**Exercise aim:**
Go through the data and report each line that holds the string "timers".

━━ Dataset entries ━━

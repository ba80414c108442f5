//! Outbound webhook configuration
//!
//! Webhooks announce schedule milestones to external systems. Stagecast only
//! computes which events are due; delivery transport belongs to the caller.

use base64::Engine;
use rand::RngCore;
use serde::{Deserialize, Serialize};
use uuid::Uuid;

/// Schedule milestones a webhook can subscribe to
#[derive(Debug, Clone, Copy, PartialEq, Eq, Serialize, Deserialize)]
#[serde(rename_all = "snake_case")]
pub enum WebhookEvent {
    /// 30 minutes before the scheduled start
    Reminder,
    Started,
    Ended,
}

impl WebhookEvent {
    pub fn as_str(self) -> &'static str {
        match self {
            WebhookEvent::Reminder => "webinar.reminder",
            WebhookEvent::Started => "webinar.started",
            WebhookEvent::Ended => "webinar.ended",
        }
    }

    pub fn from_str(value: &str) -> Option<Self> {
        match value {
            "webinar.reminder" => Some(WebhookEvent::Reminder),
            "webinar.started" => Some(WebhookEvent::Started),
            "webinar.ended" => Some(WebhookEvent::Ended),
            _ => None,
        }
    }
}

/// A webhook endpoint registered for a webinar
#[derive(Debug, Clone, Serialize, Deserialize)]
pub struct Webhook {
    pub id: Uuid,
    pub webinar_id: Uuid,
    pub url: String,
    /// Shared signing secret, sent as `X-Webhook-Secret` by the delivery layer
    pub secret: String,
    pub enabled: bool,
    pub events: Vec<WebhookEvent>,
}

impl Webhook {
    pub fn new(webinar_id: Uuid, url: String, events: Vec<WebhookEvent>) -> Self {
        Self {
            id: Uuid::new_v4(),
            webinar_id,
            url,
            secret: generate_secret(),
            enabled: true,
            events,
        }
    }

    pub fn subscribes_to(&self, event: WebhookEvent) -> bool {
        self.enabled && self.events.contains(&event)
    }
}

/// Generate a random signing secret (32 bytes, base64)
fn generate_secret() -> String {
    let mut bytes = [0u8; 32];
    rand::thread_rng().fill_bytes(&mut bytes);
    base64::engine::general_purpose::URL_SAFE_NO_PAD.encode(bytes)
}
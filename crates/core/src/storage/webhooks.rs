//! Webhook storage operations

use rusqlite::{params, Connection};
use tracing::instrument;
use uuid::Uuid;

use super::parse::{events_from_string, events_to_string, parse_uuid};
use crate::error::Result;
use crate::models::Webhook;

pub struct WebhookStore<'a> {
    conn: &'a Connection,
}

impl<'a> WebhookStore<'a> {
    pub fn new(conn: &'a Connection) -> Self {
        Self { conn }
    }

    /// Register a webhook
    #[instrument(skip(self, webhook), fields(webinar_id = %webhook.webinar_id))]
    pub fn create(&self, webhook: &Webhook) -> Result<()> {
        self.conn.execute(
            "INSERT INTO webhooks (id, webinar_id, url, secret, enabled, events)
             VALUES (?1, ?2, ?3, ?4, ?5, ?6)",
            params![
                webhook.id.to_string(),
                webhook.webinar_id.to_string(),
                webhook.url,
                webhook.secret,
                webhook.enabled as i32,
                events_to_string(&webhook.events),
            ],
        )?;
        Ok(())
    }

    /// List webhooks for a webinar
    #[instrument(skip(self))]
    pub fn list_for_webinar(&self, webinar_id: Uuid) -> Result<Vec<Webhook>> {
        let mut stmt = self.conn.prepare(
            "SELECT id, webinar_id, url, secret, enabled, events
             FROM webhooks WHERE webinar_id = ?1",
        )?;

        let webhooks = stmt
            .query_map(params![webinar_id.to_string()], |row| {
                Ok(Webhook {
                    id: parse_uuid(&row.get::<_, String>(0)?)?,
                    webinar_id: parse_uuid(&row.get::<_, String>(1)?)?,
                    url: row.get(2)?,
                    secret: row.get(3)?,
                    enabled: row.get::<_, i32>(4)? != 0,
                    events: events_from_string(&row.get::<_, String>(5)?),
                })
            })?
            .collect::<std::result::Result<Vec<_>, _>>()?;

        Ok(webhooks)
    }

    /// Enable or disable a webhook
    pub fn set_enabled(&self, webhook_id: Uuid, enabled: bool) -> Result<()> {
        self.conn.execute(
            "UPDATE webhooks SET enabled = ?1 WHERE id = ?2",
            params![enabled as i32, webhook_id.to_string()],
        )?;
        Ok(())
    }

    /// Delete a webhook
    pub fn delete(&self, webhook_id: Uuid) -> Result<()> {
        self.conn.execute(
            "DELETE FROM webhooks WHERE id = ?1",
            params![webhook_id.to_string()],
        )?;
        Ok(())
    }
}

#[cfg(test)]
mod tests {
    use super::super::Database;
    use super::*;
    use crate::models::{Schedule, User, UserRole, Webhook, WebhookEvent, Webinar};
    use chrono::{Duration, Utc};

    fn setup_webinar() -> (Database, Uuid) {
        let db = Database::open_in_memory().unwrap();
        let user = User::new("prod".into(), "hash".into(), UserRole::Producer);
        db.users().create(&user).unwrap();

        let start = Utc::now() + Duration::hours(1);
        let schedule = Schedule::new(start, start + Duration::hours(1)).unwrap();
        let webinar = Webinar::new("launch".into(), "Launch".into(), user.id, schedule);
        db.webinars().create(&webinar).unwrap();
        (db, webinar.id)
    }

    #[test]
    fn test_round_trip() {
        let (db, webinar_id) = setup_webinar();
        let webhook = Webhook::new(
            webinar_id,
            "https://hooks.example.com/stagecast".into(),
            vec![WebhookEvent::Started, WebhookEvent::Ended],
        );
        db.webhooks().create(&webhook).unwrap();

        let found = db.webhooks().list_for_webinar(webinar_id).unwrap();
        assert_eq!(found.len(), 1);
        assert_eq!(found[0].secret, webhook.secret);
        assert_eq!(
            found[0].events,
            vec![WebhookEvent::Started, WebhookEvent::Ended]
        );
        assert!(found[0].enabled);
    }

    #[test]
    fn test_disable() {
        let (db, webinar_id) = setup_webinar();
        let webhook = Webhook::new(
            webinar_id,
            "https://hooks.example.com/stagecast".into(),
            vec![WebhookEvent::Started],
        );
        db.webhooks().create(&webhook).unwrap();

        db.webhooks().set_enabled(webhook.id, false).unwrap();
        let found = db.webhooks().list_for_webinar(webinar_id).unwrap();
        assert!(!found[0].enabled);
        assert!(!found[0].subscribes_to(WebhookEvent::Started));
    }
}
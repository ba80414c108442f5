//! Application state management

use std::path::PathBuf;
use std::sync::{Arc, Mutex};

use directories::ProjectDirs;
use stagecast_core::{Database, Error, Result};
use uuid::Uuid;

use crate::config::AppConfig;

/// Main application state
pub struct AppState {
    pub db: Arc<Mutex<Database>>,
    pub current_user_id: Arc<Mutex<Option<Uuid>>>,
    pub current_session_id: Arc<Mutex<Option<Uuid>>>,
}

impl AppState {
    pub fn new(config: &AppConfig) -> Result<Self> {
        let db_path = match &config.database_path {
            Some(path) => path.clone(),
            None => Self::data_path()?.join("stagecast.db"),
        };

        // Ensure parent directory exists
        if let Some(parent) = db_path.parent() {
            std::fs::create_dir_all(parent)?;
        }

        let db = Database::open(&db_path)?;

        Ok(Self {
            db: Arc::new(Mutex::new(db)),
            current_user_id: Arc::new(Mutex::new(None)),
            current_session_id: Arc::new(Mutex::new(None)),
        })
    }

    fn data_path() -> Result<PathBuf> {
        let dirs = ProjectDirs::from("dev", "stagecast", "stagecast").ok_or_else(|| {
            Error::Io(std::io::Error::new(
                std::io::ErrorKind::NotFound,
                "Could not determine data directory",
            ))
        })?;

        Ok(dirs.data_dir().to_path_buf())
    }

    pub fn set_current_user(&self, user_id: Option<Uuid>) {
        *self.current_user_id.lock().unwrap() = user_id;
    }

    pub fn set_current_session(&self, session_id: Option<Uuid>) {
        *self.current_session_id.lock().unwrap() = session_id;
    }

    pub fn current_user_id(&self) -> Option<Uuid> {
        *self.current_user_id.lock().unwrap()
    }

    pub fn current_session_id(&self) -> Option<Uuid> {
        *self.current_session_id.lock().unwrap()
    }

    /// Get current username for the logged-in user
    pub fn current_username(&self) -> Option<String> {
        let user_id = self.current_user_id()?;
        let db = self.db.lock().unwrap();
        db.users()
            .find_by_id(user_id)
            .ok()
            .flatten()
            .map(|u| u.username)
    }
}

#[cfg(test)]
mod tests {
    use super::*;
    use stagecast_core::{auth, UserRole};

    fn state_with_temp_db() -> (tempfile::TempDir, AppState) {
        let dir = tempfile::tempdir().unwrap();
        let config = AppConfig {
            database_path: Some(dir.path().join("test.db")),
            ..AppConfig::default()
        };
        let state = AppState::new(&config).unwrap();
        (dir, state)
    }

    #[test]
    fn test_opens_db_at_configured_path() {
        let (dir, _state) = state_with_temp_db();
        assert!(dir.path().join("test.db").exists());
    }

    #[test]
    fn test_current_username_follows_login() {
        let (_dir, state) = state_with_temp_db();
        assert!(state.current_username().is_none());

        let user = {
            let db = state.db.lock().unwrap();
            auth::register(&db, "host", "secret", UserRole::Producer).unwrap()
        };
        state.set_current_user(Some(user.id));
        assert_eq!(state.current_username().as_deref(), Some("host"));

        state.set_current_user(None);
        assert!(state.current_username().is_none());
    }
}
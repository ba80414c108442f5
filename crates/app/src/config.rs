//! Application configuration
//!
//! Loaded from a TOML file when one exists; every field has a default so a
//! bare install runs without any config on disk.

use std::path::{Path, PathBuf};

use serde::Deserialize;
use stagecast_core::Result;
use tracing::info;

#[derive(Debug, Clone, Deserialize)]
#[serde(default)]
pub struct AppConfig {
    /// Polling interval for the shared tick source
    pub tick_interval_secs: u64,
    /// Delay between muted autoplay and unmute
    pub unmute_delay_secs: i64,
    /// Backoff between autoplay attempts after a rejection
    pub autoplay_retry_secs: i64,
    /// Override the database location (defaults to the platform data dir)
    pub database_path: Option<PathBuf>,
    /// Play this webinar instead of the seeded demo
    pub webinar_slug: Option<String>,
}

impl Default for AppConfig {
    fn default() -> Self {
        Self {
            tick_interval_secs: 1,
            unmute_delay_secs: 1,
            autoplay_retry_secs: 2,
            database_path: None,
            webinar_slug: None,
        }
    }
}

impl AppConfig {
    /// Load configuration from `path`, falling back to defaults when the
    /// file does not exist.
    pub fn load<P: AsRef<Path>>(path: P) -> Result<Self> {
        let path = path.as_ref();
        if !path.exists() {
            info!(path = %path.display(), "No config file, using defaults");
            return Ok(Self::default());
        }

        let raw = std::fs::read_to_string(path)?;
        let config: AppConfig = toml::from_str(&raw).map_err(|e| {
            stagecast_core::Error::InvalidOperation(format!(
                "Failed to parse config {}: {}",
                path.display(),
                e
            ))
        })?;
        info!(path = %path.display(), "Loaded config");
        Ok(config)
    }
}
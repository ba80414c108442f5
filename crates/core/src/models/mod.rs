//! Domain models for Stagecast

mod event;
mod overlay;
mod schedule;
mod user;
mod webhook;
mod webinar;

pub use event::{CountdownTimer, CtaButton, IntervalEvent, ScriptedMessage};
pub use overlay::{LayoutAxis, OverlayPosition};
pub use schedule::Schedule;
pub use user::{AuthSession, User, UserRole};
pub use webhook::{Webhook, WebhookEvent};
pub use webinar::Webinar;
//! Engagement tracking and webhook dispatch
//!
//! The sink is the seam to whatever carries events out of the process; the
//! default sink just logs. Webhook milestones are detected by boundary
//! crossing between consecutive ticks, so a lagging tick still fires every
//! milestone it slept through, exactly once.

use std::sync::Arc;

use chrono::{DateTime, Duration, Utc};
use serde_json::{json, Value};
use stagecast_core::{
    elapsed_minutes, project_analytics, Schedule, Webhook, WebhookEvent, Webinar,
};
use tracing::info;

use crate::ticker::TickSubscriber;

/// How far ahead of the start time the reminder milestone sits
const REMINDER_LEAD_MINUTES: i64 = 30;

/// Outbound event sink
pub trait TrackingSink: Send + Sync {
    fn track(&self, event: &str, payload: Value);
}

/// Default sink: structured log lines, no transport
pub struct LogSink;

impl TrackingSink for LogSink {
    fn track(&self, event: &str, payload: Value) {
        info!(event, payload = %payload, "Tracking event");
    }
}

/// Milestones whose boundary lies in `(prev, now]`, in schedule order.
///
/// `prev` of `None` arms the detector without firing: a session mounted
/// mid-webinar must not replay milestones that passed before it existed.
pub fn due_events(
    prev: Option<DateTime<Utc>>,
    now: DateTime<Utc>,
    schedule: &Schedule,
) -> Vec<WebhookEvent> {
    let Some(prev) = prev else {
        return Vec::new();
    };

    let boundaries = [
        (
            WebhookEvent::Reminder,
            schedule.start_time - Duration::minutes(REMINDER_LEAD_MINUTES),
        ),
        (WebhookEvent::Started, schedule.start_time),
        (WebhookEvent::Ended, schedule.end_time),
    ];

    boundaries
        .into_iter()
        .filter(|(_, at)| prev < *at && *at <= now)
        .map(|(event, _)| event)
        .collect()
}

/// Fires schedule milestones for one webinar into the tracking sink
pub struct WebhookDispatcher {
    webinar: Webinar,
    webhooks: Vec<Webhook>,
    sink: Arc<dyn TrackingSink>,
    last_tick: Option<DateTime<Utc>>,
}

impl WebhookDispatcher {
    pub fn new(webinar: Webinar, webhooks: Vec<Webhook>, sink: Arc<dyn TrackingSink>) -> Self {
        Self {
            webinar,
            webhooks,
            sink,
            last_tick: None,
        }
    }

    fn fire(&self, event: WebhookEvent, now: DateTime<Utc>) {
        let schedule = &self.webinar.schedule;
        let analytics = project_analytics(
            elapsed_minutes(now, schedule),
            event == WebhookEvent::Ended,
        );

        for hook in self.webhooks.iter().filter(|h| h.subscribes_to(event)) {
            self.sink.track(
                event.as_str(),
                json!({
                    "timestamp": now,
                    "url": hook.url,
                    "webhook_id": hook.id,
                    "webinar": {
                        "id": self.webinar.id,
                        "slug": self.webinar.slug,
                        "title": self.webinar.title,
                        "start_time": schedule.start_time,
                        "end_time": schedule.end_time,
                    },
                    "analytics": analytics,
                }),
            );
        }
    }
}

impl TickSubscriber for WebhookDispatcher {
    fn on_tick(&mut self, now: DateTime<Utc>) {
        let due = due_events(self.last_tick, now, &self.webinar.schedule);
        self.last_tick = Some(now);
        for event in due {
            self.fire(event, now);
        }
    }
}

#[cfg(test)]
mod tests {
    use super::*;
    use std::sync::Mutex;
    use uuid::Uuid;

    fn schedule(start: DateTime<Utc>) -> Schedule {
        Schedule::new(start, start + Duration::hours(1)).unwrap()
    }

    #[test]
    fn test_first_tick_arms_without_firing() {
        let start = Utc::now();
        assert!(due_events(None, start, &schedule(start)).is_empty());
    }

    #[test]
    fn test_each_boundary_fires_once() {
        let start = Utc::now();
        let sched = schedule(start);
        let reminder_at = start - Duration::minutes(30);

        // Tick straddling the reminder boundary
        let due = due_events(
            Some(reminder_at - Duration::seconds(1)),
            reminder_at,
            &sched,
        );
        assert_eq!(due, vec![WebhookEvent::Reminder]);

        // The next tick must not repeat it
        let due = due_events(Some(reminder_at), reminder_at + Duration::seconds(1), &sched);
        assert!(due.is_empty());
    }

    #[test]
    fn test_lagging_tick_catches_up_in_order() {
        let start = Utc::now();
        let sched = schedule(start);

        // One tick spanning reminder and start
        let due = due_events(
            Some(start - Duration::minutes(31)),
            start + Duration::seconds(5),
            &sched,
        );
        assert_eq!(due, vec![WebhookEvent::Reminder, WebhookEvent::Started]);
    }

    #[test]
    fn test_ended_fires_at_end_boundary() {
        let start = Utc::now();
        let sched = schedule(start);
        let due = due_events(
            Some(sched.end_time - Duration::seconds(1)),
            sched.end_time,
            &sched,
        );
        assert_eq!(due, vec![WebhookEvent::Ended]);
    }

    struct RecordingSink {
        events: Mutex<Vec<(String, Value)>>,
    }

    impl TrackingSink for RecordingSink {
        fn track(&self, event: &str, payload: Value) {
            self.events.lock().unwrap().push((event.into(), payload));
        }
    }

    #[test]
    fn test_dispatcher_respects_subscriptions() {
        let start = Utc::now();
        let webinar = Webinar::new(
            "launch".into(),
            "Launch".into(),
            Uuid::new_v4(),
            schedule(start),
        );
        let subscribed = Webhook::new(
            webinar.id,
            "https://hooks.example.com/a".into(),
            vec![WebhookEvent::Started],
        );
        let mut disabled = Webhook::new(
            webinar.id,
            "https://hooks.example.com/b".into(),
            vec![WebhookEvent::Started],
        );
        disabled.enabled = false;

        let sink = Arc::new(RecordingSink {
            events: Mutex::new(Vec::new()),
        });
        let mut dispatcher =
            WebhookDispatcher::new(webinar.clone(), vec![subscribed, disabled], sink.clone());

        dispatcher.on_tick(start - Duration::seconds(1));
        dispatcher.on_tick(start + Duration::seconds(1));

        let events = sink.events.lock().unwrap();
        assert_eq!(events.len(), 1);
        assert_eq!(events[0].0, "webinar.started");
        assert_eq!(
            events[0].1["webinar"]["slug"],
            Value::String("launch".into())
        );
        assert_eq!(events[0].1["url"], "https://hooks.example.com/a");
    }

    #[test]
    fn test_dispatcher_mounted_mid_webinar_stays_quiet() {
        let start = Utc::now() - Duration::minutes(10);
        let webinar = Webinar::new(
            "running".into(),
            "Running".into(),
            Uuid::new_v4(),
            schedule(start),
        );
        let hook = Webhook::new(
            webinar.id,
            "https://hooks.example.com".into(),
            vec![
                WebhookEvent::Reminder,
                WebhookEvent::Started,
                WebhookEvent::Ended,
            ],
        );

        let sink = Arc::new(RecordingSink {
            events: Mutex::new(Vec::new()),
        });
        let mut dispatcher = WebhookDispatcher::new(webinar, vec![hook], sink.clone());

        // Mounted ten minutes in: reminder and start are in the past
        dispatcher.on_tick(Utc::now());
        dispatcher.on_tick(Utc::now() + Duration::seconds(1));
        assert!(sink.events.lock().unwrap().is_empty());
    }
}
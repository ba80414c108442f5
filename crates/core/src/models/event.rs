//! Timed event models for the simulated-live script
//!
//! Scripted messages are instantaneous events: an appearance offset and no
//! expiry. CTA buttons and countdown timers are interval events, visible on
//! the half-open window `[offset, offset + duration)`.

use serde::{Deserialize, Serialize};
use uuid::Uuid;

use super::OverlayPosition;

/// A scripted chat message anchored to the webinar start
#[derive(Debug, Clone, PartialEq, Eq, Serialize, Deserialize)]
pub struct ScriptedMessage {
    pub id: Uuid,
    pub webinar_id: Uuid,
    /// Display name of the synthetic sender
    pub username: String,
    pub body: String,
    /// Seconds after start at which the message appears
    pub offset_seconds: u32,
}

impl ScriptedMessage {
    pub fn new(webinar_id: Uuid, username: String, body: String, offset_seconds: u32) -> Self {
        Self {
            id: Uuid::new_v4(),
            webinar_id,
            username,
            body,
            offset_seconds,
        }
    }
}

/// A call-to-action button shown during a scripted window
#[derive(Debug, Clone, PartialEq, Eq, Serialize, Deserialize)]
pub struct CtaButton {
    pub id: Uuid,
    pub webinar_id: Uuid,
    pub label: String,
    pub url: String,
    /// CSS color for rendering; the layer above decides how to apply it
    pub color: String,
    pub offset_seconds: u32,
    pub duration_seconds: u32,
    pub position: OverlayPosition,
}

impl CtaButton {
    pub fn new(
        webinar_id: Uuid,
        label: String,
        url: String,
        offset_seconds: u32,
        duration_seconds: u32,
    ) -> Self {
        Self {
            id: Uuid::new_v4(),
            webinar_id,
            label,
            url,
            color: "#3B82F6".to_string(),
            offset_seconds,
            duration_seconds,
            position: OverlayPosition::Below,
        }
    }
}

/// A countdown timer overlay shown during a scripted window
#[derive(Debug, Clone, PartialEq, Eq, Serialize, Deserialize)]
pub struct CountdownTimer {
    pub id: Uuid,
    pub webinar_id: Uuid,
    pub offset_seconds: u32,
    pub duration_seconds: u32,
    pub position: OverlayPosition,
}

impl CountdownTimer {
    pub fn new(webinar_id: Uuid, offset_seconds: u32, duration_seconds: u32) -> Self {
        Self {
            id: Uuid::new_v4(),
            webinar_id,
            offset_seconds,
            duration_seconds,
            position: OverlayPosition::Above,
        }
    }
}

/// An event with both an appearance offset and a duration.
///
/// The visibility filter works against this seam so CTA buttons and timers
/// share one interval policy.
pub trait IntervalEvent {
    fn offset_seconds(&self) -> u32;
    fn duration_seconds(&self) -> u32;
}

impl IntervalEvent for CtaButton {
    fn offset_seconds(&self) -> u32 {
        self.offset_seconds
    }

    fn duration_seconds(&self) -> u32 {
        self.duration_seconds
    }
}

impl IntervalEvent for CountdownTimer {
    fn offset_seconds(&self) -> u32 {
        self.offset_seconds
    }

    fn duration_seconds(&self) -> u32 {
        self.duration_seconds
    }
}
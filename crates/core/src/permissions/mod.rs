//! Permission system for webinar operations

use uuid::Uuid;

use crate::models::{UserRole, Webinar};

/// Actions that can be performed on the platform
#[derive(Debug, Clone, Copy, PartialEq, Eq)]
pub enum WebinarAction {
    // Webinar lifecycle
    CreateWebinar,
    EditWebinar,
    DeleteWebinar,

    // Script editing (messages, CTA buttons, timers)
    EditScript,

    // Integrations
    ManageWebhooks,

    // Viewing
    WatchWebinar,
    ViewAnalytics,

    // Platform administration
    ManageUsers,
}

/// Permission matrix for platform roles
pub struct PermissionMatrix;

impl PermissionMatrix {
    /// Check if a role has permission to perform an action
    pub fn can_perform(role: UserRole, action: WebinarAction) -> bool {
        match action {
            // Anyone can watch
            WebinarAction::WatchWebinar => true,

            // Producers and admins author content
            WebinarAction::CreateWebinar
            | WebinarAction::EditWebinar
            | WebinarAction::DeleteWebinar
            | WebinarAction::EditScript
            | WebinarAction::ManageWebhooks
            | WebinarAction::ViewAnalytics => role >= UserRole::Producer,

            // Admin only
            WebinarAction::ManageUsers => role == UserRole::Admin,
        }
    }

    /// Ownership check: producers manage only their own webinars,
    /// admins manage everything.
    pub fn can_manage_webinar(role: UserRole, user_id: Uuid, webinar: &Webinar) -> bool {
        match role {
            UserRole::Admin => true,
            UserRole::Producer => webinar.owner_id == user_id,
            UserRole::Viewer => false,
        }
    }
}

━━━

**Response to the exercise:**
//! expiry. CTA buttons and countdown timers are interval events, visible on
/// The visibility filter works against this seam so CTA buttons and timers
    // Script editing (messages, CTA buttons, timers)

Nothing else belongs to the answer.